«Haptik ist alles», erklärt Martin Leuthold. Fummeln ist ausdrücklich erlaubt am Stadtrand von St. Gallen. Dort befindet sich der Sitz der Firma Jakob Schlaepfer. Und dort sitzt auch Textildesigner Leuthold in einem Raum voller Fenster.
Auf Kleiderständern hängt die neue Kollektion, rund 300 Stoffmuster. «Stoffe müssen schmeicheln, überraschen», sagt der Textildesigner. Erklären könne man sie nicht: «Stoffe muss man sehen und berühren.»
Wenn Modemacher wie Vivienne Westwood oder Karl Lagerfeld ihre Kleider schneidern, nutzen sie dazu die Kreationen aus dem Haus Jakob Schlaepfer. Martin Leutholds Textilien sind die Grundlage: federleichte, transparente, mit innovativer Lasertechnologie gravierte oder geschnittene Textilien.
Stoffe aus der Region – für Stars aus Hollywood
«Halbfabrikate» nennt der Textildesigner seine Stoffe, die erst zum Kleid eines Modemachers und dann zu einem medial transportierten Traum werden – etwa am Körper von Nicole Kidman, die bei der Eröffnung des Filmfestivals von Cannes ein Diorkleid aus Schlaepfer-Stoff trägt. Und tausendfach fotografiert wird.
Er mache keine Kunst, erklärt Leuthold dezidiert. Erst durch die Verarbeitung würden seine Stoffe zeigen, welches Potential in ihnen steckt. «Wenn die Stoffkreationen an die Modemacher verkauft sind, dann werden sie zu Chanel oder Dior.» Aber die Herkunft aus der Ostschweiz, da ist sich Martin Leuthold sicher, sehe man seinen Stoffen an. Die lange Textiltradition der Region schwingt mit. Etwa wenn traditionelle St. Galler Spitzen in einen neu entwickelten Hightech-Stoff graviert werden.
Kein Paradiesvogel
Martin Leuthold ist kein Paradiesvogel. In schlichten Stoffhosen und einem gestreiften Hemd erklärt der Textildesigner seine Arbeit. Er greift nach Stoffmustern, erläutert Techniken. Und behauptet ohne weitere Umstände: «Ideen sind einfach. Spannender ist die eigentliche Hauptarbeit, die Umsetzung.»

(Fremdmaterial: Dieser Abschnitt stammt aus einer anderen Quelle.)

//! Shared configuration, error and data types for ReviewHerald.

pub mod config;
pub mod error;
pub mod types;
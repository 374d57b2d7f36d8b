//! Long-polling side of ReviewHerald: the review API client and the cursor
//! that tracks how far it has read.

pub mod cursor;
pub mod review;

pub use cursor::CursorStore;
pub use review::{DevmanPoller, ReviewPoller};
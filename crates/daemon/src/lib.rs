//! ReviewHerald daemon: the review poll loop and its lifecycle reporting.

pub mod lifecycle;
pub mod poll_loop;

pub use lifecycle::{LifecycleEvent, LifecycleReporter};
pub use poll_loop::{LoopState, LoopStats, NextStep, PollLoop};
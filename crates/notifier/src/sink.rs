//! Notification sink: outbound delivery of rendered messages.

use std::future::Future;

use herald_common::types::DeliveryResult;

/// Markup the delivery channel should apply to a message.
///
/// Plain text is always an acceptable fallback for every channel.
#[derive(Debug, Clone, Copy, Default, PartialEq, Eq)]
pub enum FormatHint {
    #[default]
    Plain,
    Html,
}

/// A single destination for rendered messages (e.g. one Telegram chat).
pub trait NotificationSink {
    /// Destination name for logging (e.g. "telegram").
    fn name(&self) -> &str;

    /// Deliver one message.
    ///
    /// Channel failures are reported as `DeliveryResult::Failed`, never
    /// retried here and never raised as errors.
    fn send(&self, message: &str) -> impl Future<Output = DeliveryResult> + Send;
}
//! Review attempt → notification text.

use herald_common::types::ReviewAttempt;

/// Verdict shown when the reviewer sent the work back.
pub const NEGATIVE_VERDICT: &str = "Errors found, needs rework.";

/// Verdict shown when the reviewer accepted the work.
pub const POSITIVE_VERDICT: &str = "Approved, proceed to next lesson!";

/// Render the message sent to the student for one review attempt.
pub fn format_notification(attempt: &ReviewAttempt) -> String {
    let verdict = if attempt.is_negative {
        NEGATIVE_VERDICT
    } else {
        POSITIVE_VERDICT
    };

    format!(
        "Your work has been reviewed!\n\nLesson: {}\nVerdict: {}",
        attempt.lesson_title, verdict
    )
}
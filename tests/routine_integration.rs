//! Integration tests for opening apps and running routines end to end.

use std::cell::RefCell;
use std::path::{Path, PathBuf};
use std::rc::Rc;

use hark::config::SearchConfig;
use hark::core::activity::FileLog;
use hark::core::assistant::Assistant;
use hark::core::{
    AbortHandle, AppOpener, Choice, Disambiguator, LaunchError, Launcher, LearnedAppStore,
    NameResolver, ProcessHost, ResolutionSource, RoutineEngine, RoutineStep, Storage,
};

type Launches = Rc<RefCell<Vec<PathBuf>>>;

/// Records launches; fails for paths containing `fail_on`.
#[derive(Default)]
struct FakeHost {
    launches: Launches,
    fail_on: Option<String>,
    abort_after_first: Option<AbortHandle>,
    decline_elevation: bool,
}

impl ProcessHost for FakeHost {
    fn start_detached(&self, path: &Path) -> Result<(), LaunchError> {
        self.launches.borrow_mut().push(path.to_path_buf());
        if let Some(handle) = &self.abort_after_first {
            handle.abort();
        }
        if self
            .fail_on
            .as_deref()
            .is_some_and(|f| path.to_string_lossy().contains(f))
        {
            return Err(LaunchError::Spawn {
                path: path.to_path_buf(),
                source: std::io::Error::new(std::io::ErrorKind::PermissionDenied, "denied"),
            });
        }
        Ok(())
    }

    fn start_elevated(&self, path: &Path) -> Result<(), LaunchError> {
        if self.decline_elevation {
            return Err(LaunchError::ElevationDeclined(path.to_path_buf()));
        }
        self.start_detached(path)
    }

    fn is_elevated(&self) -> bool {
        false
    }
}

struct Env {
    data: tempfile::TempDir,
    apps: tempfile::TempDir,
}

impl Env {
    fn new() -> Self {
        Self {
            data: tempfile::tempdir().unwrap(),
            apps: tempfile::tempdir().unwrap(),
        }
    }

    fn install(&self, rel: &str) -> PathBuf {
        let path = self.apps.path().join(rel);
        std::fs::create_dir_all(path.parent().unwrap()).unwrap();
        std::fs::write(&path, b"").unwrap();
        path
    }

    fn storage(&self) -> Storage {
        Storage::with_root(self.data.path().to_path_buf())
    }

    fn opener(&self, host: FakeHost, chooser: impl Disambiguator + 'static) -> AppOpener {
        let search = SearchConfig {
            roots: vec![self.apps.path().to_path_buf()],
            shortcut_extensions: vec!["lnk".to_string()],
            executable_extensions: vec!["exe".to_string()],
            ..SearchConfig::default()
        };
        AppOpener::new(
            NameResolver::new(&search, Box::new(chooser)).with_commands(&[]),
            Launcher::new(Box::new(host)),
            LearnedAppStore::load(self.storage()),
            Box::new(FileLog::in_dir(self.data.path())),
        )
    }

    fn engine(&self, host: FakeHost) -> RoutineEngine {
        RoutineEngine::new(self.storage(), self.opener(host, |_: &[String]| Choice::Declined))
    }

    fn activity(&self) -> Vec<String> {
        std::fs::read_to_string(self.data.path().join("activity.log"))
            .unwrap_or_default()
            .lines()
            .map(str::to_string)
            .collect()
    }
}

#[test]
fn routine_isolates_failing_step() {
    let env = Env::new();
    env.install("Spotify/Spotify.exe");
    env.install("Broken/discord.exe");
    env.install("Code/code.exe");

    let launches = Launches::default();
    let mut engine = env.engine(FakeHost {
        launches: Rc::clone(&launches),
        fail_on: Some("Broken".to_string()),
        ..FakeHost::default()
    });
    let _ = engine
        .create(
            "Morning",
            vec![
                RoutineStep::new("spotify", false),
                RoutineStep::new("discord", false),
                RoutineStep::new("code", false),
            ],
        )
        .unwrap();

    let outcomes = engine.run("MORNING").unwrap();

    assert_eq!(outcomes.len(), 3);
    assert_eq!(outcomes.iter().filter(|o| !o.launched).count(), 1);
    assert!(!outcomes[1].launched);
    assert!(outcomes[1].reason.as_deref().unwrap().contains("denied"));
    assert_eq!(launches.borrow().len(), 3);

    // Only successful launches are learned and logged.
    let learned = LearnedAppStore::load(env.storage());
    assert!(learned.get("spotify").is_some());
    assert!(learned.get("discord").is_none());
    assert!(learned.get("code").is_some());
    let log = env.activity();
    assert_eq!(log.len(), 2);
    assert!(log[0].ends_with("Opened spotify"));
    assert!(log[1].ends_with("Opened code"));
}

#[test]
fn abort_stops_before_next_step() {
    let env = Env::new();
    env.install("a/alpha.exe");
    env.install("b/beta.exe");
    env.install("c/gamma.exe");

    let handle = AbortHandle::new();
    let launches = Launches::default();
    let mut engine = env
        .engine(FakeHost {
            launches: Rc::clone(&launches),
            abort_after_first: Some(handle.clone()),
            ..FakeHost::default()
        })
        .with_abort_handle(handle);
    let _ = engine
        .create(
            "Greek",
            vec![
                RoutineStep::new("alpha", false),
                RoutineStep::new("beta", false),
                RoutineStep::new("gamma", false),
            ],
        )
        .unwrap();

    let outcomes = engine.run("greek").unwrap();

    assert_eq!(launches.borrow().len(), 1);
    assert!(outcomes[0].launched);
    for outcome in &outcomes[1..] {
        assert!(!outcome.launched);
        assert_eq!(outcome.reason.as_deref(), Some("aborted"));
    }

    // A fresh run starts with the flag cleared, then aborts again after one step.
    let outcomes = engine.run("greek").unwrap();
    assert_eq!(outcomes.iter().filter(|o| o.launched).count(), 1);
}

#[test]
fn declined_elevation_fails_only_that_step() {
    let env = Env::new();
    env.install("Tools/regedit.exe");
    env.install("Notes/notes.exe");

    let launches = Launches::default();
    let mut engine = env.engine(FakeHost {
        launches: Rc::clone(&launches),
        decline_elevation: true,
        ..FakeHost::default()
    });
    let _ = engine
        .create(
            "Admin",
            vec![RoutineStep::new("regedit", true), RoutineStep::new("notes", false)],
        )
        .unwrap();

    let outcomes = engine.run("admin").unwrap();

    assert!(!outcomes[0].launched);
    assert!(outcomes[0].reason.as_deref().unwrap().contains("elevation declined"));
    assert!(outcomes[1].launched);
    assert_eq!(launches.borrow().len(), 1);

    // The declined app is neither learned nor logged.
    let learned = LearnedAppStore::load(env.storage());
    assert!(learned.get("regedit").is_none());
    assert!(learned.get("notes").is_some());
    let log = env.activity();
    assert_eq!(log.len(), 1);
    assert!(log[0].ends_with("Opened notes"));
}

#[test]
fn chosen_candidate_is_learned_for_next_time() {
    let env = Env::new();
    env.install("1/python.exe");
    let chosen = env.install("2/python3.exe");
    env.install("3/pythonw.exe");

    let mut opener = env.opener(FakeHost::default(), |options: &[String]| {
        assert_eq!(options.len(), 3);
        Choice::Reply("two".to_string())
    });
    let opened = opener.open("python", false).unwrap();
    assert_eq!(opened.path, chosen);

    // A new session resolves from the learned table without asking.
    let mut opener = env.opener(FakeHost::default(), |_: &[String]| -> Choice {
        panic!("should not ask again")
    });
    let resolution = opener.resolve("Python");
    assert_eq!(resolution.source, ResolutionSource::Learned);
    assert_eq!(resolution.path, Some(chosen));
}

#[test]
fn assistant_loop_until_exit() {
    let env = Env::new();
    env.install("VideoLAN/vlc.exe");
    env.install("Spotify/Spotify.exe");

    let launches = Launches::default();
    let mut engine = env.engine(FakeHost {
        launches: Rc::clone(&launches),
        ..FakeHost::default()
    });
    let _ = engine
        .create("Chill", vec![RoutineStep::new("spotify", false)])
        .unwrap();

    let mut assistant = Assistant::new(engine, hark::core::security::default_blocked());
    let input = [
        "open vlc as administrator",
        "",
        "open blender",
        "format the disk",
        "list routines",
        "run routine chill",
        "tell me a joke",
        "exit",
        "open spotify",
    ]
    .map(str::to_string);

    let mut out = Vec::new();
    assistant.run(input, &mut out).unwrap();
    let out = String::from_utf8(out).unwrap();

    assert!(out.contains("Opened vlc"));
    assert!(!out.contains("vlcistrator"));
    assert!(out.contains("Could not find blender"));
    assert!(out.contains("Blocked: 'format' is not allowed."));
    assert!(out.contains("  - Chill"));
    assert!(out.contains("Starting routine: Chill"));
    assert!(out.contains("  spotify: opened"));
    assert!(out.contains("Command not recognized"));
    assert!(out.trim_end().ends_with("Goodbye!"));
    // Nothing after "exit" runs.
    assert_eq!(launches.borrow().len(), 2);
}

Und so werden bei Jakob Schlaepfer Laserschnitttechniken oder innovative Druckverfahren entwickelt, Stoffe beschichtet oder graviert. Oder experimentell geschrumpft durch zu heisses Waschen. Doch das textile Labor in St. Gallen macht keine Grundlagenforschung. Martin Leuthold orientiert sich am Markt, die aufwendigen Produktionstechniken müssen sich rechnen. Und das «Habenwollen» ist Treibstoff und Krux zugleich.
Marktmechanismen des Luxus
Innovative Textilien wecken Sehnsüchte. Konkurrenten erfinden Techniken, die diese Sehnsüchte befriedigen – und zuvor luxuriöse Stoffe erschwinglich machen. So geschehen bei den Pailletten oder bei den traditionellen Stickereien, die unterdessen in China oder Indien für einen Massenmarkt produziert werden. Wer weiterhin teure «Highend»-Produkte fürs Luxussegment entwerfen und damit überleben will, darf nicht stehen bleiben. Innovation ist Pflicht. Damit jede Saison neue Sehnsuchtsstoffe entstehen, die die Konkurrenz noch nicht billig anbietet.
Martin Leuthold hat so etwa die Paillettenstickerei weiter entwickelt. Seine Paillettenstoffe lassen sich «umdrehen»: wer in Gegenrichtung mit dem Finger über die Schuppen streicht, hinterlässt eine Spur, die Pailletten zeigen plötzlich ihre andere Seite. Und die ist in einer anderen Farbe gehalten.
Zauberei als Handwerk
Nach vierzig Jahren Arbeit für die Firma Jakob Schlaepfer wird Martin Leuthold nun mit dem «Grand Prix Design» für sein Lebenswerk ausgezeichnet. Geehrt sei er und sehr überrascht, sagt der Textildesigner. Und macht weiter. Demonstriert eine textile Neuentwicklung nach der anderen. Zum Beispiel hauchdünne Stoffe, deren opulenter Blumendruck je nach Lichteinfall einfach verschwindet. Da versteht einer sein Handwerk auch als Zauberei.